どこまでも自分を正当化しようとする相手に失望すると、その全てを否定するように何度も首を振った。

 「わたしのため? 嘘よ、そんなの!」

 この期に及んでまだ嘘を塗り重ねる相手のずうずうしさ、醜さに歯噛みする。

 込み上げる感情を何とか抑え込むと愛は、猫なで声でなだめにかかろうとする相手に質問した。

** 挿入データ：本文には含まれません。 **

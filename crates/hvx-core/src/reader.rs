use zerocopy::{FromBytes, Immutable, IntoBytes};

use crate::{HvxDriver, HvxError, PAGE_SIZE, Pa, ProcessAddressSpace, ProcessId, Va};

/// Returns the length of the next chunk of a transfer starting at `va`.
///
/// A chunk never crosses a page boundary: virtually contiguous pages are
/// not guaranteed to be physically contiguous.
pub fn page_chunk_len(va: Va, remaining: usize) -> usize {
    let to_page_end = (PAGE_SIZE - va.page_offset()) as usize;
    to_page_end.min(remaining)
}

/// Page-aware reader of another process's memory.
///
/// Every transfer resolves the process's page-table root once, then
/// translates and copies one page-bounded chunk at a time through the
/// driver's physical memory accessor. Transfers are all-or-nothing: if any
/// chunk fails, the whole operation fails and the buffer contents are
/// unspecified.
pub struct StealthyReader<'a, Driver>
where
    Driver: HvxDriver,
{
    driver: &'a Driver,
}

impl<Driver> Clone for StealthyReader<'_, Driver>
where
    Driver: HvxDriver,
{
    fn clone(&self) -> Self {
        *self
    }
}

impl<Driver> Copy for StealthyReader<'_, Driver> where Driver: HvxDriver {}

impl<'a, Driver> StealthyReader<'a, Driver>
where
    Driver: HvxDriver,
{
    /// Creates a new reader over the given driver.
    pub fn new(driver: &'a Driver) -> Self {
        Self { driver }
    }

    /// Returns the underlying driver.
    pub fn driver(&self) -> &'a Driver {
        self.driver
    }

    /// Resolves the page-table root of a process.
    ///
    /// Fails with [`HvxError::InvalidParameter`] if the process is unknown.
    pub fn page_table_root(&self, pid: ProcessId) -> Result<Pa, HvxError> {
        match self.driver.page_table_root(pid) {
            Some(root) if !root.is_null() => Ok(root),
            _ => {
                tracing::debug!(%pid, "page-table root not found");
                Err(HvxError::InvalidParameter)
            }
        }
    }

    /// Derives the address space of a process for a single operation.
    pub fn address_space(&self, pid: ProcessId) -> Result<ProcessAddressSpace, HvxError> {
        let root = self.page_table_root(pid)?;
        let process = self
            .driver
            .lookup_process(pid)
            .ok_or(HvxError::InvalidParameter)?;

        Ok(ProcessAddressSpace {
            process_id: pid,
            root,
            bitness: process.bitness(),
        })
    }

    /// Reads `buffer.len()` bytes of process memory starting at `va`.
    ///
    /// # Errors
    ///
    /// - [`HvxError::InvalidParameter`] if `buffer` is empty or the process
    ///   does not exist. No physical read is issued in either case.
    /// - [`HvxError::InvalidAddress`] if any page of the range is unmapped.
    /// - [`HvxError::Unsuccessful`] if any physical read fails.
    pub fn read_process_memory(
        &self,
        pid: ProcessId,
        va: Va,
        buffer: &mut [u8],
    ) -> Result<(), HvxError> {
        if buffer.is_empty() {
            return Err(HvxError::InvalidParameter);
        }

        let root = self.page_table_root(pid)?;
        self.read_in(root, va, buffer)
    }

    fn read_in(&self, root: Pa, va: Va, buffer: &mut [u8]) -> Result<(), HvxError> {
        let mut position = 0usize;

        while position < buffer.len() {
            let current = va.wrapping_add(position as u64);
            let size = page_chunk_len(current, buffer.len() - position);
            let pa = self.translate(root, current)?;

            if let Err(err) = self
                .driver
                .read_physical(pa, &mut buffer[position..position + size])
            {
                tracing::trace!(%current, %pa, size, %err, "physical read failed");
                return Err(HvxError::Unsuccessful);
            }

            position += size;
        }

        Ok(())
    }

    /// Writes `buffer` into process memory starting at `va`.
    ///
    /// Uses the same page-bounded chunking and error mapping as
    /// [`read_process_memory`].
    ///
    /// [`read_process_memory`]: Self::read_process_memory
    pub fn write_process_memory(
        &self,
        pid: ProcessId,
        va: Va,
        buffer: &[u8],
    ) -> Result<(), HvxError> {
        if buffer.is_empty() {
            return Err(HvxError::InvalidParameter);
        }

        let root = self.page_table_root(pid)?;
        let mut position = 0usize;

        while position < buffer.len() {
            let current = va.wrapping_add(position as u64);
            let size = page_chunk_len(current, buffer.len() - position);
            let pa = self.translate(root, current)?;

            if let Err(err) = self
                .driver
                .write_physical(pa, &buffer[position..position + size])
            {
                tracing::trace!(%current, %pa, size, %err, "physical write failed");
                return Err(HvxError::Unsuccessful);
            }

            position += size;
        }

        Ok(())
    }

    /// Reads `len` bytes of process memory into a new vector.
    pub fn read_bytes(&self, pid: ProcessId, va: Va, len: usize) -> Result<Vec<u8>, HvxError> {
        let mut buffer = vec![0u8; len];
        self.read_process_memory(pid, va, &mut buffer)?;
        Ok(buffer)
    }

    /// Reads a plain-data structure from process memory.
    pub fn read_struct<T>(&self, pid: ProcessId, va: Va) -> Result<T, HvxError>
    where
        T: FromBytes + IntoBytes,
    {
        let mut result = T::new_zeroed();
        self.read_process_memory(pid, va, result.as_mut_bytes())?;
        Ok(result)
    }

    /// Writes a plain-data structure into process memory.
    pub fn write_struct<T>(&self, pid: ProcessId, va: Va, value: &T) -> Result<(), HvxError>
    where
        T: IntoBytes + Immutable,
    {
        self.write_process_memory(pid, va, value.as_bytes())
    }

    /// Reads a single byte.
    pub fn read_u8(&self, pid: ProcessId, va: Va) -> Result<u8, HvxError> {
        let mut buffer = [0u8; 1];
        self.read_process_memory(pid, va, &mut buffer)?;
        Ok(buffer[0])
    }

    /// Reads a little-endian 16-bit unsigned integer.
    pub fn read_u16(&self, pid: ProcessId, va: Va) -> Result<u16, HvxError> {
        let mut buffer = [0u8; 2];
        self.read_process_memory(pid, va, &mut buffer)?;
        Ok(u16::from_le_bytes(buffer))
    }

    /// Reads a little-endian 32-bit unsigned integer.
    pub fn read_u32(&self, pid: ProcessId, va: Va) -> Result<u32, HvxError> {
        let mut buffer = [0u8; 4];
        self.read_process_memory(pid, va, &mut buffer)?;
        Ok(u32::from_le_bytes(buffer))
    }

    /// Reads a little-endian 64-bit unsigned integer.
    pub fn read_u64(&self, pid: ProcessId, va: Va) -> Result<u64, HvxError> {
        let mut buffer = [0u8; 8];
        self.read_process_memory(pid, va, &mut buffer)?;
        Ok(u64::from_le_bytes(buffer))
    }

    /// Reads a 32-bit pointer.
    pub fn read_va32(&self, pid: ProcessId, va: Va) -> Result<Va, HvxError> {
        Ok(Va::from(self.read_u32(pid, va)?))
    }

    /// Reads a 64-bit pointer.
    pub fn read_va64(&self, pid: ProcessId, va: Va) -> Result<Va, HvxError> {
        Ok(Va(self.read_u64(pid, va)?))
    }

    fn translate(&self, root: Pa, va: Va) -> Result<Pa, HvxError> {
        match self.driver.translate(root, va) {
            Some(pa) => Ok(pa),
            None => {
                tracing::trace!(%root, %va, "address not mapped");
                Err(HvxError::InvalidAddress(va))
            }
        }
    }
}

 「優しいね……どうして? わたしに新しい男ができたから?」

 愛が言葉を和らげたことに安堵したのか、相手はいつもの如く、情に訴えかけるように心の無い偽りの言葉を並べ出す。

 『お前のことが心配で』『お前のためを思って……』

 自分の言葉に酔いしれるように、男は歯の浮くような台詞を垂れ流し続ける。

 もう限界だった。

 愛は瞳いっぱいに涙を溜めると、相手の声を掻き消すように大声を張り上げた。

 「嘘ッ! わたしのことが心配なんて嘘つかないで! あなた自分のことしか考えてないじゃない!」

 心の中に閉じ込めていた感情が解放されると、一気に激しい言葉となって溢れ出した。

 「わたしが辛い時、一度でも優しい言葉をかけてくれたことがある? 泣いているわたしの頭を撫でてくれたことがある? どうしてわたしが望んでいる時、そうしてくれなかったの? どうして今なの? ずっと……ずっと待ってたんだよ。なのに……」

 怒り、悲しみ、後悔……湧き上がった無数の感情に言葉を続けられなくなる。

 愛は震える手で携帯を握りしめたまま大きく息を吸い込むと、全てに終止符を打つように叫んでいた。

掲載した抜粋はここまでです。